Once a diagnostic likelihood of over 0.5 is made, after just a few questions, asking more questions will reduce the efficiency and effectiveness of the clinician. It is difficult to attain certainty with clinical history. As long as more than a likelihood of 0.5 in the clinical diagnosis is achieved, the clinician can be satisfied and treat depending on the severity of the target disease, the values of the patients or parents, or the “standard of practice” in the community.
Using Odds in Diagnostic Tests
Once the clinician has an estimate of the most likely diagnosis based on clinical history and physical findings, he decides on whether to treat or not. This decision depends on his estimate of the severity of the target condition or disease, the values of the patient or parent, and the standard of practice in the community.
If the clinician is considering an illness that is very serious like meningitis or a malignancy, he is obligated to do some laboratory tests before starting any form of treatment. However, if, from his estimate, the target condition is not serious at all and there is enough time to wait, he has two decisions to choose from: to observe or to do more laboratory tests. 
In most instances, observing and doing no tests is the better approach since the patient might get better while the clinician is observing. Or the patient may develop more symptoms that the clinician can use to request less or narrowed-down tests to arrive at a definite diagnosis.
Let us take this example of a 10-year-old girl who had belly pain for about six weeks. The clinician had done his history and physical examination and concluded that there were no serious conditions that require immediate attention. About two weeks later, the mother called and said that there is blood in the stool. This was the first time this symptom was noticed.
The clinician requested the mother to bring her daughter in again for follow up. After doing the routine history and pertinent physical examination, including a rectal exam, the clinician considered Crohn’s Disease as one of the top three possibilities in his differential diagnosis. He requested for CBC, ESR, and some blood tests that are sensitive to diagnose Crohn’s Disease. If any of these were positive, then the clinician would consider endoscopy for biopsy.
After the decision to observe the child after the initial visit, new symptoms appeared that helped the clinician limit the list of possibilities. Suppose that during the initial visit, he requested for a battery of tests, there would have been a good chance that all of the tests would be normal, which would not help at all. This would probably even complicate the problem if false positive tests, like a positive occult blood in the stool, or a WBC of 18,000 with normal hemoglobin and platelet, appeared in the results.

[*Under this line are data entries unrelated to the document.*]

//! Keyword lexicon for restaurant reviews in Indonesian and casual English
//! Keywords are matched as lowercase substrings of the review text.

pub const FOOD_QUALITY_POSITIVE: &[&str] = &[
    "enak", "lezat", "mantap", "nikmat", "segar", "gurih", "empuk", "kres", "juicy", "renyah",
    "crispy", "sedap", "kompleks", "kaya rasa", "recommended", "rekomen", "wajib coba", "favorit",
    "juara", "top", "mantul", "enak banget", "nagih", "bikin ketagihan", "super lezat",
    "mantep pol", "endol", "enak gila", "gokil rasanya", "gaada lawan", "bikin ngiler",
    "parah enaknya", "maknyus", "nendang", "istimewa", "perfect", "amazing", "super enak",
    "ok banget", "mantap jiwa", "terbaik", "juara banget", "gila sih ini", "taste-nya dapet",
    "rasa berasa", "auto repeat order", "rasa mewah", "ga bohong enak", "worth to try",
    "selalu enak", "ga pernah gagal", "wah parah", "gila enaknya", "tastynya nempel",
    "meledak di mulut", "full flavor", "rasa kaya", "khas banget", "autobeli lagi",
    "ga kalah sama resto", "recommended banget", "bumbu nendang", "enak parah", "makin enak",
    "rasanya pas", "ga kemanisan", "balance banget", "creamy", "lembut", "juicy banget",
    "super crunchy", "crispy abis", "taste solid", "ngangenin", "perfect balance", "rasa otentik",
    "fresh banget", "auto lapar", "aromanya menggoda", "ga nyesel beli", "worth it banget",
    "bikin bahagia", "masih keinget rasanya", "best in town", "kualitas rasa top", "chef’s kiss",
    "maknyuss", "legit", "authentic", "berasa effort-nya", "rasa nempel di lidah",
    "autopesan lagi", "full bumbu", "taste mantap", "flavor bomb", "ga bisa berhenti makan",
    "rasa khas banget", "premium taste", "rasa rich", "wangi menggoda", "juara rasa", "rasa kuat",
];

pub const FOOD_QUALITY_NEGATIVE: &[&str] = &[
    "hambar", "tawar", "tidak enak", "ga enak", "kurang enak", "lembek", "alot", "keras", "basi",
    "amis", "anyir", "pahit", "kurang cocok", "biasa aja", "mengecewakan", "aneh rasanya",
    "ga jelas", "ga sesuai ekspektasi", "ga worth it", "rasanya aneh", "ga fresh", "kayak basi",
    "ga matang", "mentah", "kegosongan", "keasinan", "kematangan", "terlalu manis",
    "ga nyatu rasanya", "aneh banget", "ga berasa", "plain", "kurang gurih", "porsinya aneh",
    "rasanya hilang", "nggak banget", "bumbunya ga nyatu", "rasa gagal", "ga sesuai harga",
    "ga nikmat", "asin banget", "manis banget", "ga niat masak", "rasa ancur", "tekstur aneh",
    "ga karuan", "menjijikkan", "bau amis", "bau tengik", "bau basi", "rasa aneh banget",
    "ga bisa dimakan", "mual", "bikin eneg", "ga fresh sama sekali", "ga layak makan",
    "ga rekomen", "mengecewakan banget", "gagal total", "aneh di lidah", "teksturnya salah",
    "keras banget", "nggak renyah", "ga garing", "kaya plastik", "rasa buatan", "kayak instan",
    "kurang seasoning", "ga berbumbu", "bumbunya hambar", "aneh banget rasanya", "ga enak parah",
    "bikin kecewa", "ga bakal beli lagi", "bad taste", "tidak sesuai harapan", "kecewa berat",
    "overcooked", "undercooked", "ga seimbang", "bumbunya berlebihan", "ga nyatu", "ga banget sih",
    "ga masuk lidah", "rasa kacau", "flop", "zonk", "menyesal beli", "taste-nya off", "aneh parah",
    "ga layak jual", "bau aneh", "rasa busuk", "pahit banget", "bau tengik banget", "rasa basi",
    "ga nyatu banget", "ga sesuai review", "bumbunya aneh",
];

pub const PRICE_POSITIVE: &[&str] = &[
    "murah", "terjangkau", "worth it", "sesuai", "pas", "oke", "affordable", "masuk kantong",
    "ga mahal", "tidak mahal", "harga bersahabat", "hemat", "ramah kantong", "harga oke",
    "murah banget", "super worth", "murah meriah", "harga cucok", "value for money", "ekonomis",
    "harga aman", "ga bikin kantong jebol", "ga overprice", "harga masuk akal", "reasonable",
    "sepadan", "harga pantas", "good deal", "diskonnya lumayan", "murah tapi enak",
    "terjangkau banget", "budget friendly", "harga bersahabat banget", "murah pol",
    "murah tapi mantap", "best deal", "nggak rugi", "bener-bener worth", "murah tapi puas",
    "mantap harganya", "harga kompetitif", "harga bagus", "deal banget", "ga nyesel beli",
    "hemat banget", "murah tapi kualitas top", "super value", "harga pas banget",
    "ngirit tapi nikmat", "murah tapi mewah", "value tinggi", "promo oke", "paket hemat",
    "harga terbaik", "budget aman", "harga damai", "murah tapi kece", "affordable banget",
    "hemat parah", "harga cakep", "murah tapi berkelas", "hemat dompet", "value maksimal",
    "murah tapi worth it", "harga mantap", "murah tapi berkualitas", "super affordable",
    "ga kemahalan", "murah meriah banget", "super hemat", "hemat cuy", "harga aman banget",
    "murah cuy", "harga low banget", "murah tapi bagus", "best price", "murah tapi ga murahan",
    "value-nya dapet", "harga masuk akal banget", "murah bener", "harga manusiawi",
    "murah tapi puas banget", "murah tapi ga abal-abal", "harga normal", "harga jujur",
    "harga wajar", "harga sesuai", "murah tapi solid", "murah tapi nikmat",
    "murah tapi worth every bite", "ngirit tapi puas", "harga masuk di dompet", "murah parah",
];

pub const PRICE_NEGATIVE: &[&str] = &[
    "mahal", "kemahalan", "overprice", "tidak sesuai", "ga sesuai", "terlalu mahal", "ga worth",
    "tidak worth", "harga ga masuk akal", "harga tinggi", "nggak sepadan", "ga sesuai kualitas",
    "mahal banget", "nggak worth it", "overpriced", "ga sebanding", "kemahalan parah",
    "nggak pantas", "harga ga logis", "ga sesuai isi", "bikin nyesek", "mahal tapi biasa aja",
    "nggak sebanding sama rasa", "mahal tapi zonk", "harga nyiksa", "harga bikin mikir",
    "harga sadis", "mahalnya ga wajar", "ga sesuai ekspektasi", "harga gila", "harga aneh",
    "harga ngaco", "mahal banget sih", "bikin nyesel", "mahal tapi ga sebanding", "harga ga worth",
    "nggak layak", "mahal tapi ga enak", "harga kelewatan", "harga parah", "nggak affordable",
    "nggak ramah kantong", "bikin boncos", "harga ga manusiawi", "harga nggak cocok",
    "nggak sesuai value", "over banget", "nggak worth sama sekali", "kemahalan sih",
    "ga sesuai rasa", "harga menipu", "ga pantes segitu", "mahal tapi gagal", "harga ngibul",
    "ga sepadan banget", "ga make sense", "bikin kantong jebol", "mahal tapi hambar",
    "ga layak harganya", "ga sebanding sama harga", "harga ajaib", "harga ga fair",
    "ga cocok kantong", "harga absurd", "ga sesuai dompet", "harga ancur", "ga masuk akal banget",
    "harga rusak", "harga bikin males", "nggak worth banget", "kemahalan gila", "bikin rugi",
    "ga sesuai harapan", "mahal padahal biasa aja", "nggak balance", "harga bohong",
    "harga tipu-tipu", "kemahalan banget", "mahal banget parah", "harga sadis banget",
    "harga zonk", "harga menyesakkan",
];

pub const SERVICE_POSITIVE: &[&str] = &[
    "ramah", "baik", "cepat", "responsif", "sopan", "membantu", "pelayanan baik", "friendly",
    "helpful", "sigap", "tanggap", "fast response", "cekatan", "niat", "welcome", "ramah banget",
    "super ramah", "gercep", "nggak nyuekin", "pelayan sopan", "humble", "respons cepat",
    "niat banget", "mau bantu", "nggak jutek", "sopan banget", "ramah parah", "pelayanan mantap",
    "respons oke", "melayani dengan baik", "cepat tanggap", "service oke", "service cepat",
    "customer service mantap", "super helpful", "senyum terus", "positive attitude",
    "welcome banget", "ramah maksimal", "pelayanannya keren", "cepet banget", "fast banget",
    "ramah abis", "good attitude", "super niat", "melayani dengan hati", "service bintang lima",
    "ramah all out", "niat banget pelayanannya", "bikin nyaman", "super fast", "friendly banget",
    "nggak ribet", "proaktif", "pelayanannya top", "santun", "super baik", "pelayanannya bagus",
    "ga nunggu lama", "tanggap banget", "ramah gila", "enak komunikasinya", "sigap abis",
    "pelayanan niat", "ramah total", "ga jutek sama sekali", "super cepat", "melayani maksimal",
    "helpful banget", "pelayanannya sopan banget", "santai tapi niat", "nggak galak",
    "sabar banget", "super sabar", "pelayanan tulus", "bener-bener melayani", "care banget",
    "servicenya the best", "bikin puas", "ramah 10/10", "ramah all staff",
    "ramah banget pelayannya", "nggak nyolot",
];

pub const SERVICE_NEGATIVE: &[&str] = &[
    "lambat", "lama", "ketus", "jutek", "tidak ramah", "ga ramah", "pelayanan buruk",
    "pelayanan kurang", "kurang sopan", "slow", "nyebelin", "galak", "nyolot", "jutek banget",
    "lama banget", "slow respon", "nggak tanggap", "ga sigap", "pelayanan nyebelin",
    "ga enak dilayanin", "ga niat", "pelayan jutek", "pelayan ga ramah", "nggak bantu",
    "service jelek", "ga profesional", "sombong", "pelayanan asal", "pelayanannya buruk",
    "ga care", "pelayan ngeselin", "nggak sopan banget", "pelayanannya parah", "nggak gercep",
    "respon lama", "pelayanan lama", "pelayanannya nyebelin", "ga fast response", "ga niat banget",
    "cuek", "dicuekin", "dibiarkan", "ga tanggap", "ga diperhatiin", "nggak diurus",
    "pelayan ngelawan", "kasar", "ketus banget", "pelayanan ga sopan", "pelayan songong",
    "ga ramah banget", "sok sibuk", "ga bantuin", "ga profesional banget",
    "pelayanannya nyebelin banget", "service parah", "slow banget", "ga sopan", "ga melayani",
    "pelayanannya ngaco", "nggak niat banget", "pelayan nyolot", "bikin males", "ga diladenin",
    "nggak responsif", "lama respon banget", "ga peka", "ga gesit", "ga ada inisiatif",
    "pelayan nyebelin banget", "pelayanannya jelek banget", "ga tanggung jawab", "service gagal",
    "pelayanannya zonk", "ga mau bantu", "malesin", "ga sopan banget", "pelayanan lambat banget",
    "bikin kesel", "nggak jelas", "bikin jengkel",
];

pub const AMBIANCE_POSITIVE: &[&str] = &[
    "nyaman", "bersih", "rapi", "cozy", "bagus", "luas", "sejuk", "ber-ac", "tenang", "asri",
    "aesthetic", "instagramable", "adem", "homey", "keren", "kekinian", "vibes-nya enak", "modern",
    "suasana santai", "bikin betah", "nyaman banget", "higienis", "rapih", "cakep tempatnya",
    "dekorasinya bagus", "suasana oke", "vibe positif", "tempat kece", "bersih banget", "wangi",
    "lighting bagus", "tempat luas", "view bagus", "suasana adem", "ga berisik", "suasana damai",
    "asik buat nongkrong", "cantik banget", "desainnya oke", "tempatnya nyaman", "vibe-nya dapet",
    "atmosfer enak", "bagus buat foto", "tempat estetik", "vibe calm", "nyaman parah",
    "rapi banget", "super cozy", "tempatnya bersih banget", "steril", "nggak pengap",
    "bikin rileks", "suasana homy", "nyaman buat kerja", "tempatnya santai", "ga bising",
    "asri banget", "interior keren", "desain interior bagus", "tempat kece banget", "vibe santai",
    "ga panas", "adem banget", "nyaman paripurna", "tempat hits", "lighting pas", "vibe chill",
    "suasananya calm", "bersih parah", "tempat modern", "santai banget", "sirkulasi udara bagus",
    "ruangan wangi", "tempat luas banget", "beneran cozy", "nyaman maksimal", "ruangannya adem",
    "tempat instagramable banget",
];

pub const AMBIANCE_NEGATIVE: &[&str] = &[
    "kotor", "sempit", "panas", "gerah", "berisik", "bising", "tidak nyaman", "ga nyaman", "kumuh",
    "pengap", "bau", "jorok", "sumpek", "berantakan", "bau asap", "bau rokok", "ga enak dilihat",
    "kacau", "gelap", "remang", "tempatnya jelek", "suasana ga enak", "ga cozy", "ga aesthetic",
    "bau amis", "bau got", "bau minyak", "tempat kecil", "rame banget", "bising parah", "ga betah",
    "bau banget", "jorok parah", "ga bersih", "lantai kotor", "meja kotor", "kursi kotor",
    "sampah dimana-mana", "ga tertata", "sirkulasi udara jelek", "tempat panas", "ac mati",
    "ga adem", "ga steril", "ga higienis", "bau apek", "ruangan sumpek", "pengap banget",
    "ruangannya gelap", "lampu redup", "vibe-nya aneh", "bau aneh", "bikin pusing", "bau parah",
    "bikin gerah", "ga tenang", "rame parah", "berisik banget", "ga bersih banget", "vibe aneh",
    "suasana buruk", "vibe jelek", "ga cakep", "ga cocok buat nongkrong", "ga menarik",
    "tempat ga layak", "jorok banget", "bikin ga betah", "ga nyaman banget", "sumpek banget",
    "bau nggak enak", "bau pesing", "ruangannya kotor", "tempatnya jelek banget", "ga terawat",
    "bikin ilfeel", "jorok total", "bau banget sih", "bau parah banget", "ga cozy sama sekali",
    "ga proper", "bau kenceng", "ruangannya panas",
];

pub const PORTION_POSITIVE: &[&str] = &[
    "banyak", "pas", "cukup", "mengenyangkan", "sepadan", "berlimpah", "porsinya oke", "ga pelit",
    "pas banget", "porsinya besar", "porsinya puas", "porsinya mantap", "porsinya banyak",
    "porsinya seimbang", "ngenyangin", "porsinya lumayan", "porsinya ga nanggung",
    "beneran kenyang", "value-nya dapet", "porsinya fair", "porsinya worth", "cukup banget",
    "ga kurang", "porsinya generous", "porsinya top", "porsinya ideal", "nggak dikit",
    "porsinya berasa", "porsinya mantul", "porsinya lega", "porsinya bikin kenyang",
    "porsinya ga pelit banget", "porsinya banyak banget", "porsinya ngagetin",
    "porsinya luar biasa", "porsinya bikin puas", "porsinya sesuai harga", "ga rugi beli",
    "porsinya gede", "porsinya mantap banget", "nggak nyesel porsi", "porsinya pas di perut",
    "porsinya ngenyangin banget",
];

pub const PORTION_NEGATIVE: &[&str] = &[
    "sedikit", "kecil", "kurang", "ga cukup", "pelit", "porsinya mini", "porsinya dikit",
    "ga sebanding", "porsinya nyesek", "porsinya kecewa", "porsinya nyeselin",
    "porsinya ga sesuai harga", "porsinya pelit banget", "ga sepadan", "porsinya ga layak",
    "ga ngenyangin", "porsinya nanggung", "porsinya parah", "porsinya ngaco",
    "porsinya kecil banget", "porsinya dikit banget", "porsinya nyesek banget", "porsinya aneh",
    "ga sesuai harapan", "ga layak", "porsinya bikin kecewa", "ga puas", "porsinya zonk",
    "ga sebanding harga", "porsinya ga worth", "porsinya ga nyatu", "ga kenyang",
    "bikin lapar lagi", "ga sesuai review", "porsinya ga wajar", "porsinya sadis", "ga masuk akal",
    "porsinya ngenes", "porsinya tipis", "porsinya terlalu kecil", "ga puas banget",
    "porsinya nyedih", "bikin kecewa parah", "porsinya parah banget", "ga layak segitu",
    "porsinya cimit", "ga sesuai ekspektasi",
];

Now let's say that the patient or the parent wants the clinician to do some tests after he decided to just observe. There are two ways the clinician can deal with it. 
One is, he can explain to the parent, “At this time, with all the information from the story of your daughter and the physical examination, my best bet is there is no serious condition that we should worry about. But if the belly pain persists, gets worse, or there are new symptoms like blood in the stools, you can come back any time and we will immediately do some tests to figure out the cause.”
Another approach is to say: “We can do some tests now. However, sometimes certain tests complicate the problem. We might get a false positive result, which will make me pursue or order more unnecessary tests that could hurt your child even more, as compared to if we first observe for more symptoms. There's also the possibility that your child will get better while we are observing.”